The 4400 offers up a premise with a myriad of possibilities. As the pilot focuses on character situations, it presents us with a potential promise of 4400 character-driven plot-lines, along-side those of the government investigators. Moreover, the pilot episode displays the additional limitless narrative potential in that the stories of some character can even overlap. The situations themselves are quite complex, and offer up the tragedies of lives broken by being placed in temporary long-term stasis. An additional element is introduced when we learn that the returnees have developed  supernatural abilities, each ability seemingly unique.
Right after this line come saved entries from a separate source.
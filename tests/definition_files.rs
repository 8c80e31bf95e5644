//! Definition file tests
//!
//! Loads the TOML definitions under tests/data and drives the `varspace`
//! binary against them.

use serde_json::{json, Value};
use std::path::{Path, PathBuf};
use std::process::Command;
use tempfile::TempDir;
use varspace::config::{load_file, load_paths};
use varspace::{ConfigError, DefinitionRegistry};

fn data_path(name: &str) -> PathBuf {
    Path::new(env!("CARGO_MANIFEST_DIR")).join("tests/data").join(name)
}

/// Run the binary with an empty config home so user settings never leak in.
fn varspace(args: &[&str]) -> (i32, String) {
    let home = TempDir::new().unwrap();
    let output = Command::new(env!("CARGO_BIN_EXE_varspace"))
        .args(args)
        .env("XDG_CONFIG_HOME", home.path())
        .env_remove("RUST_LOG")
        .output()
        .expect("failed to run varspace");
    (
        output.status.code().unwrap_or(-1),
        String::from_utf8_lossy(&output.stdout).to_string(),
    )
}

#[test]
fn test_hierarchy_file_registers() {
    let loaded = load_file(&data_path("hierarchy.toml"), "typed").unwrap();
    assert_eq!(loaded.sources.len(), 1);
    assert_eq!(loaded.names().collect::<Vec<_>>(), ["Base", "Mid", "Leaf"]);

    let mut registry = DefinitionRegistry::new();
    loaded.register_all(&mut registry).unwrap();

    let leaf = registry.var_space("Leaf").unwrap();
    assert!(!leaf.get("timeout").unwrap().is_defined());
    assert_eq!(leaf.get("retries").unwrap().default_value(), Some(&json!(3)));
}

#[test]
fn test_directory_load_is_stable() {
    let first = load_paths(&[data_path("")], "typed").unwrap();
    let second = load_paths(&[data_path("")], "typed").unwrap();
    assert_eq!(first.sources, second.sources);
    assert!(first.sources[0].path.ends_with("clash.toml"));
    assert!(first.sources[1].path.ends_with("hierarchy.toml"));
}

#[test]
fn test_clash_file_is_rejected() {
    let loaded = load_file(&data_path("clash.toml"), "typed").unwrap();
    let mut registry = DefinitionRegistry::new();
    match loaded.register_all(&mut registry).unwrap_err() {
        ConfigError::Registration(err) => {
            assert_eq!(err.code(), "NAME_CLASH");
            assert_eq!(err.variable(), Some("name"));
        }
        other => panic!("unexpected error: {}", other),
    }
}

#[test]
fn test_cli_check() {
    let hierarchy = data_path("hierarchy.toml");
    let (code, stdout) = varspace(&["check", hierarchy.to_str().unwrap()]);
    assert_eq!(code, 0);
    let report: Value = serde_json::from_str(&stdout).unwrap();
    assert_eq!(report["ok"], json!(true));
    assert_eq!(report["definitions"], json!(["Base", "Mid", "Leaf"]));
}

#[test]
fn test_cli_check_reports_rejection() {
    let clash = data_path("clash.toml");
    let (code, stdout) = varspace(&["check", clash.to_str().unwrap()]);
    assert_eq!(code, 1);
    let report: Value = serde_json::from_str(&stdout).unwrap();
    assert_eq!(report["code"], json!("NAME_CLASH"));
}

#[test]
fn test_cli_compose_single_definition() {
    let hierarchy = data_path("hierarchy.toml");
    let (code, stdout) = varspace(&[
        "compose",
        hierarchy.to_str().unwrap(),
        "--definition",
        "Mid",
    ]);
    assert_eq!(code, 0);
    let summary: Value = serde_json::from_str(&stdout).unwrap();
    assert_eq!(summary["definitions"][0]["name"], json!("Mid"));
    assert_eq!(
        summary["definitions"][0]["variables"]["timeout"]["value"],
        json!(20)
    );
    assert_eq!(summary["definitions"][0]["digest"].as_str().map(str::len), Some(64));
}

#[test]
fn test_cli_instantiate_human() {
    let hierarchy = data_path("hierarchy.toml");
    let (code, stdout) = varspace(&[
        "instantiate",
        hierarchy.to_str().unwrap(),
        "--definition",
        "Leaf",
        "--human",
    ]);
    assert_eq!(code, 0);
    assert_eq!(stdout, "Leaf\n  timeout unset\n  retries = 3\n");
}

#[test]
fn test_cli_missing_file() {
    let (code, _) = varspace(&["check", "/nonexistent/defs.toml"]);
    assert_eq!(code, 2);
}
//! Target type layouts and instance storage.
//!
//! A [`TypeLayout`] plays the part of a class: it knows the member names a
//! definition exposes and owns one bound field per materialised variable.
//! Slots live in an arena indexed by [`SlotId`], with a name lookup on the
//! side. An [`Instance`] only stores values, indexed the same way; reads and
//! writes go through the layout so every write is validated by the slot's
//! field.

use serde_json::Value;
use std::collections::{BTreeSet, HashMap};
use thiserror::Error;
use varspace_fields::{Field, FieldError};

/// Index of a bound slot within a [`TypeLayout`].
#[derive(Debug, Clone, Copy, PartialEq, Eq, Hash, PartialOrd, Ord)]
pub struct SlotId(usize);

impl SlotId {
    pub fn index(self) -> usize {
        self.0
    }
}

/// Errors from named slot access.
#[derive(Debug, Clone, Error, PartialEq, Eq)]
pub enum SlotError {
    #[error("'{type_name}' has no variable slot named '{name}'")]
    UnknownSlot { type_name: String, name: String },

    #[error(transparent)]
    Invalid(#[from] FieldError),
}

#[derive(Debug)]
struct Slot {
    name: String,
    field: Box<dyn Field>,
}

/// Member table of a target type.
#[derive(Debug, Default)]
pub struct TypeLayout {
    name: String,
    members: BTreeSet<String>,
    inherited: BTreeSet<String>,
    inherited_slots: BTreeSet<String>,
    slots: Vec<Slot>,
    index: HashMap<String, SlotId>,
}

impl TypeLayout {
    pub fn new(name: impl Into<String>) -> Self {
        Self {
            name: name.into(),
            ..Self::default()
        }
    }

    /// Add members the type defines itself (methods, plain attributes).
    pub fn with_members<I, S>(mut self, members: I) -> Self
    where
        I: IntoIterator<Item = S>,
        S: Into<String>,
    {
        self.members.extend(members.into_iter().map(Into::into));
        self
    }

    /// Make every member visible on `parent` visible here too.
    ///
    /// Plain members and variable slots stay apart: a slot bound on the
    /// parent is inherited as a slot.
    pub fn inherit(mut self, parent: &TypeLayout) -> Self {
        self.inherited.extend(parent.members.iter().cloned());
        self.inherited.extend(parent.inherited.iter().cloned());
        self.inherited_slots.extend(parent.inherited_slots.iter().cloned());
        self.inherited_slots.extend(parent.index.keys().cloned());
        self
    }

    pub fn name(&self) -> &str {
        &self.name
    }

    /// Every member name visible on the type: own, inherited and bound slots.
    pub fn member_names(&self) -> BTreeSet<String> {
        let mut names: BTreeSet<String> = self.members.union(&self.inherited).cloned().collect();
        names.extend(self.inherited_slots.iter().cloned());
        names.extend(self.index.keys().cloned());
        names
    }

    pub fn has_member(&self, name: &str) -> bool {
        self.is_plain_member(name) || self.is_variable_slot(name)
    }

    /// Whether `name` is a member the type or an ancestor defines itself.
    pub fn is_plain_member(&self, name: &str) -> bool {
        self.members.contains(name) || self.inherited.contains(name)
    }

    /// Whether `name` is only known as a variable slot, bound here or on an
    /// ancestor.
    pub fn is_variable_slot(&self, name: &str) -> bool {
        !self.is_plain_member(name)
            && (self.index.contains_key(name) || self.inherited_slots.contains(name))
    }

    /// Bind `field` under `name`, replacing the field of an existing slot.
    pub fn bind(&mut self, name: &str, field: Box<dyn Field>) -> SlotId {
        if let Some(&id) = self.index.get(name) {
            self.slots[id.0].field = field;
            return id;
        }
        let id = SlotId(self.slots.len());
        self.slots.push(Slot {
            name: name.to_string(),
            field,
        });
        self.index.insert(name.to_string(), id);
        id
    }

    pub fn slot_id(&self, name: &str) -> Option<SlotId> {
        self.index.get(name).copied()
    }

    pub fn field(&self, name: &str) -> Option<&dyn Field> {
        self.slot_id(name).map(|id| self.slots[id.0].field.as_ref())
    }

    pub fn slot_count(&self) -> usize {
        self.slots.len()
    }

    /// Slot names in binding order.
    pub fn slot_names(&self) -> impl Iterator<Item = &str> {
        self.slots.iter().map(|s| s.name.as_str())
    }

    /// Value stored on `instance` for the slot `name`.
    pub fn get<'a>(&self, instance: &'a Instance, name: &str) -> Option<&'a Value> {
        self.slot_id(name).and_then(|id| instance.value(id))
    }

    /// Validate `value` through the slot's field and store it on `instance`.
    pub fn set(&self, instance: &mut Instance, name: &str, value: Value) -> Result<(), SlotError> {
        let id = self.slot_id(name).ok_or_else(|| SlotError::UnknownSlot {
            type_name: self.name.clone(),
            name: name.to_string(),
        })?;
        self.set_slot(instance, id, value)?;
        Ok(())
    }

    pub(crate) fn set_slot(
        &self,
        instance: &mut Instance,
        id: SlotId,
        value: Value,
    ) -> Result<(), FieldError> {
        let stored = self.slots[id.0].field.validate(value)?;
        instance.store(id, stored);
        Ok(())
    }

    /// `(name, value)` for every slot in binding order; unset slots yield `None`.
    pub fn entries<'a>(
        &'a self,
        instance: &'a Instance,
    ) -> impl Iterator<Item = (&'a str, Option<&'a Value>)> + 'a {
        self.slots
            .iter()
            .enumerate()
            .map(move |(i, slot)| (slot.name.as_str(), instance.value(SlotId(i))))
    }
}

/// Value storage of one instance of a definition.
#[derive(Debug, Clone, Default, PartialEq)]
pub struct Instance {
    definition: String,
    values: Vec<Option<Value>>,
}

impl Instance {
    pub fn new(definition: impl Into<String>) -> Self {
        Self {
            definition: definition.into(),
            values: Vec::new(),
        }
    }

    /// Name of the definition this is an instance of.
    pub fn definition(&self) -> &str {
        &self.definition
    }

    pub fn value(&self, id: SlotId) -> Option<&Value> {
        self.values.get(id.0).and_then(Option::as_ref)
    }

    /// Number of slots holding a value.
    pub fn set_count(&self) -> usize {
        self.values.iter().filter(|v| v.is_some()).count()
    }

    pub(super) fn store(&mut self, id: SlotId, value: Value) {
        if self.values.len() <= id.0 {
            self.values.resize(id.0 + 1, None);
        }
        self.values[id.0] = Some(value);
    }
}
//! Variable spaces: declaration, composition across inheritance, and
//! injection onto target types.

mod inject;
mod layout;
mod local;
mod space;
mod var;

pub use layout::{Instance, SlotError, SlotId, TypeLayout};
pub use local::LocalVarSpace;
pub use space::{DigestError, VarSpace, VariableSnapshot};
pub use var::{Action, Declaration, DefaultValue, Variable};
Though the series aims to follow certain specific characters, nearly each episode should feature its own separate though linked story-line, so that though a linear series, it contains elements of the anthology.


Maia Rutledge (Conchita Campbell) is an eight year-old girl who disappeared on a rainy day while picking flowers. The first of the abducted, she went missing back in 1946 while on a rained-out picnic with her folks. (Incidentally, they are seen sitting in a car listening to Ella Fitzgerald singing "Cheek to Cheek," a rendition she recorded ten years later in 1956.) Having returned fifty-eight years later, she has no family and no place to go. Maia appears to be precognizant, an ability which carries with it the power to creep people out. Because she is eight, and though she appears emotionally mature, she is not yet mature enough to know when not to reveal information. "That's where you'll be buried," she innocently tells a potential adopter.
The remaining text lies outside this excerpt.